La legge che regola i licenziamenti collettivi in Italia prevede che l’individuazione dei lavoratori sia
effettuata con l’applicazione di specifici criteri di scelta da applicare all’intero complesso
aziendale. Tuttavia, secondo un orientamento giurisprudenziale ormai unanime, da ultimo ribadito
dalla Corte di Cassazione, Sez. Lavoro, con sentenza n. 3511 del 6 febbraio 2023, in presenza di
determinati presupposti, il datore di lavoro può restringere la platea dei lavoratori interessati dalla
riduzione di personale anche soltanto a quelli addetti ad un determinato reparto, settore o sede
dell’azienda. In particolare, secondo la Cassazione, le esigenze che possono giustificare suddetto
restringimento devono essere coerenti con quanto indicato dal datore di lavoro nella comunicazione
di avvio della procedura di licenziamento collettivo ufficiale, consentendo in tal modo alle
organizzazioni sindacali di verificare che: (i) l’esubero del personale sia realmente determinato
dalle ragioni strettamente collegate alle unità, reparti o settori interessati, indicate dal datore di
lavoro; (ii) i lavoratori interessati dal licenziamento non svolgano mansioni fungibili con quelle dei
dipendenti assegnati ad altri reparti o ad altre sedi aziendali non coinvolti nella riorganizzazione.

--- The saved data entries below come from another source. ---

//! Request schemas: turn an action's JSON data dict into a typed request,
//! collecting every field problem into one `ValidationErrors`.

use serde::Serialize;
use serde_json::{Map, Value};
use showcase_common::{Error, Result, ValidationErrors};
use showcase_db::{
    DATASET_TYPE, GroupRecord, PackageExtra, PackageRecord, PackageTag, SHOWCASE_TYPE,
    ShowcaseStore, UserRecord,
};
use showcase_security::{Actor, InputValidator};

pub const IMAGE_URL: &str = "image_url";
pub const REDIRECT_LINK: &str = "redirect_link";
pub const ORIGINAL_RELATED_ITEM_ID: &str = "original_related_item_id";

const MISSING: &str = "Missing value";
const STATES: &[&str] = &["active", "draft", "deleted"];

type Data = Map<String, Value>;

/// Editable showcase fields shared by create and update.
#[derive(Debug, Clone, Default, PartialEq)]
pub struct ShowcaseFields {
    pub title: Option<String>,
    pub author: Option<String>,
    pub author_email: Option<String>,
    pub notes: Option<String>,
    pub url: Option<String>,
    pub private: Option<bool>,
    pub state: Option<String>,
    pub tags: Vec<String>,
    pub extras: Vec<PackageExtra>,
    pub image_url: Option<String>,
    pub redirect_link: Option<String>,
}

impl ShowcaseFields {
    fn parse(data: &Data, actor: &Actor, errors: &mut ValidationErrors) -> Self {
        let author_email = text(data, "author_email", errors);
        if let Some(email) = &author_email {
            if let Err(msg) = InputValidator::validate_email(email) {
                errors.add("author_email", msg);
            }
        }

        let url = text(data, "url", errors);
        if let Some(url) = &url {
            if let Err(msg) = InputValidator::validate_url(url) {
                errors.add("url", msg);
            }
        }

        let redirect_link = text(data, REDIRECT_LINK, errors);
        if let Some(link) = &redirect_link {
            if let Err(msg) = InputValidator::validate_url(link) {
                errors.add(REDIRECT_LINK, msg);
            }
        }

        // Only sysadmins may set the state directly.
        let state = if actor.sysadmin {
            let state = text(data, "state", errors);
            if let Some(state) = &state {
                if !STATES.contains(&state.as_str()) {
                    errors.add("state", format!("State must be one of: {}", STATES.join(", ")));
                }
            }
            state
        } else {
            None
        };

        Self {
            title: free_text(data, "title", errors),
            author: free_text(data, "author", errors),
            author_email,
            notes: free_text(data, "notes", errors),
            url,
            private: flag(data, "private", errors),
            state,
            tags: tags(data, errors),
            extras: extras(data, errors),
            image_url: text(data, IMAGE_URL, errors),
            redirect_link,
        }
    }

    /// Write the fields onto a package. Free-text fields, tags and extras are
    /// replaced outright; title, visibility and state only when given.
    pub fn apply(self, package: &mut PackageRecord) {
        if let Some(title) = self.title {
            package.title = title;
        }
        if let Some(private) = self.private {
            package.private = private;
        }
        if let Some(state) = self.state {
            package.state = state;
        }
        package.author = self.author;
        package.author_email = self.author_email;
        package.notes = self.notes;
        package.url = self.url;
        package.tags = self
            .tags
            .into_iter()
            .map(|name| PackageTag { name })
            .collect();
        package.extras = self.extras;
        if let Some(image_url) = self.image_url {
            package.set_extra(IMAGE_URL, image_url);
        }
        if let Some(link) = self.redirect_link {
            package.set_extra(REDIRECT_LINK, link);
        }
    }
}

#[derive(Debug, Clone)]
pub struct CreateShowcase {
    pub name: String,
    pub fields: ShowcaseFields,
}

#[derive(Debug, Clone)]
pub struct UpdateShowcase {
    pub showcase: PackageRecord,
    pub name: Option<String>,
    pub fields: ShowcaseFields,
}

#[derive(Debug, Clone)]
pub struct AssociationRequest {
    pub package: PackageRecord,
    pub showcase: PackageRecord,
    pub organization: Option<GroupRecord>,
}

/// Shown form of a showcase: the package plus its image and link extras
/// lifted to top-level fields.
#[derive(Debug, Clone, PartialEq, Serialize)]
pub struct ShowcaseDict {
    #[serde(flatten)]
    pub package: PackageRecord,
    #[serde(skip_serializing_if = "Option::is_none")]
    pub image_url: Option<String>,
    #[serde(skip_serializing_if = "Option::is_none")]
    pub image_display_url: Option<String>,
    #[serde(skip_serializing_if = "Option::is_none")]
    pub redirect_link: Option<String>,
    #[serde(skip_serializing_if = "Option::is_none")]
    pub original_related_item_id: Option<String>,
}

pub fn showcase_create_schema(
    store: &ShowcaseStore,
    actor: &Actor,
    data: &Value,
) -> Result<CreateShowcase> {
    let data = object(data)?;
    let mut errors = ValidationErrors::default();

    if text(&data, "id", &mut errors).is_some() {
        errors.add("id", "The input field id was not expected.");
    }

    let name = required(&data, "name", &mut errors);
    if let Some(name) = &name {
        check_name(store, name, None, &mut errors)?;
    }

    let mut fields = ShowcaseFields::parse(&data, actor, &mut errors);
    errors.into_result()?;

    let name = name.ok_or_else(|| Error::invalid("name", MISSING))?;
    if fields.title.is_none() {
        fields.title = Some(name.clone());
    }
    Ok(CreateShowcase { name, fields })
}

/// `id` (or, failing that, `name`) picks the showcase; neither can move it to
/// another package.
pub fn showcase_update_schema(
    store: &ShowcaseStore,
    actor: &Actor,
    data: &Value,
) -> Result<UpdateShowcase> {
    let data = object(data)?;
    let mut errors = ValidationErrors::default();

    let key = if data.contains_key("id") { "id" } else { "name" };
    let showcase = resolve_package(store, &data, key, SHOWCASE_TYPE, &mut errors)?;

    let name = match (&showcase, key) {
        (Some(showcase), "id") => {
            let name = text(&data, "name", &mut errors);
            if let Some(name) = &name {
                check_name(store, name, Some(&showcase.id), &mut errors)?;
            }
            name
        }
        _ => None,
    };

    let fields = ShowcaseFields::parse(&data, actor, &mut errors);
    match showcase {
        Some(showcase) if errors.is_empty() => Ok(UpdateShowcase {
            showcase,
            name,
            fields,
        }),
        _ => Err(Error::Validation(errors)),
    }
}

pub fn showcase_show_schema(mut package: PackageRecord, site_url: &str) -> ShowcaseDict {
    let image_url = package.remove_extra(IMAGE_URL);
    let redirect_link = package.remove_extra(REDIRECT_LINK);
    let original_related_item_id = package.remove_extra(ORIGINAL_RELATED_ITEM_ID);

    let image_display_url = image_url.as_deref().filter(|u| !u.is_empty()).map(|u| {
        if u.starts_with("http") {
            u.to_string()
        } else {
            format!(
                "{}/uploads/showcase/{}",
                site_url.trim_end_matches('/'),
                u
            )
        }
    });

    ShowcaseDict {
        package,
        image_url,
        image_display_url,
        redirect_link,
        original_related_item_id,
    }
}

/// A showcase identified by `key` (id or name).
pub fn showcase_ref_schema(store: &ShowcaseStore, data: &Value, key: &str) -> Result<PackageRecord> {
    let data = object(data)?;
    let mut errors = ValidationErrors::default();
    let showcase = resolve_package(store, &data, key, SHOWCASE_TYPE, &mut errors)?;
    showcase.ok_or(Error::Validation(errors))
}

pub fn showcase_package_list_schema(store: &ShowcaseStore, data: &Value) -> Result<PackageRecord> {
    showcase_ref_schema(store, data, "showcase_id")
}

pub fn package_showcase_list_schema(store: &ShowcaseStore, data: &Value) -> Result<PackageRecord> {
    let data = object(data)?;
    let mut errors = ValidationErrors::default();
    let package = resolve_package(store, &data, "package_id", DATASET_TYPE, &mut errors)?;
    package.ok_or(Error::Validation(errors))
}

pub fn organization_showcase_list_schema(
    store: &ShowcaseStore,
    data: &Value,
) -> Result<GroupRecord> {
    let data = object(data)?;
    let mut errors = ValidationErrors::default();
    let organization = match required(&data, "organization_id", &mut errors) {
        Some(value) => resolve_organization(store, &value, "organization_id", &mut errors)?,
        None => None,
    };
    organization.ok_or(Error::Validation(errors))
}

pub fn showcase_package_association_create_schema(
    store: &ShowcaseStore,
    data: &Value,
) -> Result<AssociationRequest> {
    let data = object(data)?;
    let mut errors = ValidationErrors::default();

    let package = resolve_package(store, &data, "package_id", DATASET_TYPE, &mut errors)?;
    let showcase = resolve_package(store, &data, "showcase_id", SHOWCASE_TYPE, &mut errors)?;
    let organization = match text(&data, "organization_id", &mut errors) {
        Some(value) => resolve_organization(store, &value, "organization_id", &mut errors)?,
        None => None,
    };

    match (package, showcase) {
        (Some(package), Some(showcase)) if errors.is_empty() => Ok(AssociationRequest {
            package,
            showcase,
            organization,
        }),
        _ => Err(Error::Validation(errors)),
    }
}

pub fn showcase_package_association_delete_schema(
    store: &ShowcaseStore,
    data: &Value,
) -> Result<AssociationRequest> {
    showcase_package_association_create_schema(store, data)
}

pub fn showcase_admin_add_schema(store: &ShowcaseStore, data: &Value) -> Result<UserRecord> {
    let data = object(data)?;
    let mut errors = ValidationErrors::default();
    if let Some(username) = required(&data, "username", &mut errors) {
        match store.find_user(&username)? {
            Some(user) => return Ok(user),
            None => errors.add("username", "Not found: User"),
        }
    }
    Err(Error::Validation(errors))
}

Con l’ordinanza n. 1965 del 23 gennaio 2023, la Cassazione afferma che, ai fini dell’applicazione della procedura di licenziamento collettivo di cui alla L. 223/1991, il requisito dimensionale di almeno quindici dipendenti deve essere riferito all’azienda nel suo complesso e non alla singola unità produttiva.
Nel caso esaminato dalla ordinanza in commento, la lavoratrice era stata licenziata per giustificato motivo oggettivo. Il Tribunale di Catania aveva dichiarato l’illegittimità del licenziamento poiché intimato senza l’osservanza della procedura prevista per i licenziamenti collettivi di cui alla L. 223/1991.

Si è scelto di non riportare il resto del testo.